Focus stacking images for increased depth of field

As many of you already know, I love infrared photography. Although this post features images taken with an infrared-converted camera, I will share a technique to achieve maximum depth of field in your image by keeping everything sharp.

Utilizing a long lens to compress scenes can leave some areas out of focus, so I prefer taking my photos with an aperture set halfway open rather than completely closed down – this way there will no worries that an area is out of focus!

Always mount your camera on a tripod or stable surface; I used the Platypod camera support as I wanted a low angle close to the ground and focused my lens on foreground elements such as desert plants and background scenery without moving my camera.

Post-Production Start editing images using Adobe Camera Raw by editing density, highlight and shadow settings and clicking Done so they are associated with each file.

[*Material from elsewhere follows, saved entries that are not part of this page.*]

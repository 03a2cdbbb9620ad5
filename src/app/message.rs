// SPDX-License-Identifier: MPL-2.0
//! Top-level messages and runtime flags for the application.

use crate::alerts;
use crate::domain::intake::CandidateFile;
use std::time::Duration;

/// Top-level messages consumed by `App::update`. The variants forward
/// lower-level component messages while keeping a single update entrypoint.
#[derive(Debug, Clone, PartialEq)]
pub enum Message {
    /// Periodic tick carrying the time elapsed since the previous one.
    Tick(Duration),
    /// Files picked or dropped on the upload card.
    FilesOffered(Vec<CandidateFile>),
    /// Remove a pending file by its position in the batch.
    RemoveFile(usize),
    /// Start analysis of the pending batch.
    Submit,
    /// Forwarded alert message (dismiss button, ...).
    Alert(alerts::Message),
}

/// Runtime flags parsed from the command line.
#[derive(Debug, Clone, Default, PartialEq, Eq)]
pub struct Flags {
    /// Optional config directory override (`--config-dir`).
    pub config_dir: Option<String>,
    /// Log at debug level (`--verbose`).
    pub verbose: bool,
}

Simply open your files using the Photoshop command in the Tools menu titled Load Files into Photoshop Layers.

Once in Photoshop, highlight all three layers in the Layers palette. From the Edit menu’s Align Layers option, use automatic alignment if it does not work as intended; manually aligning layers may also be necessary in some instances.

Focusing alters the size of images slightly; to compensate, use the Edit menu’s Auto-Blend Layers feature. With selected images still highlighted, use Auto-Blend Layers feature.

Check “Stack Images and Seamless Tones and Colors” in the dialog box, to create masks to blend all the sharp pixels together.

Increase the viewing size of your image to check for errors with blurry spots and any errors related to masks. If any issues exist, adjustments can be made accordingly.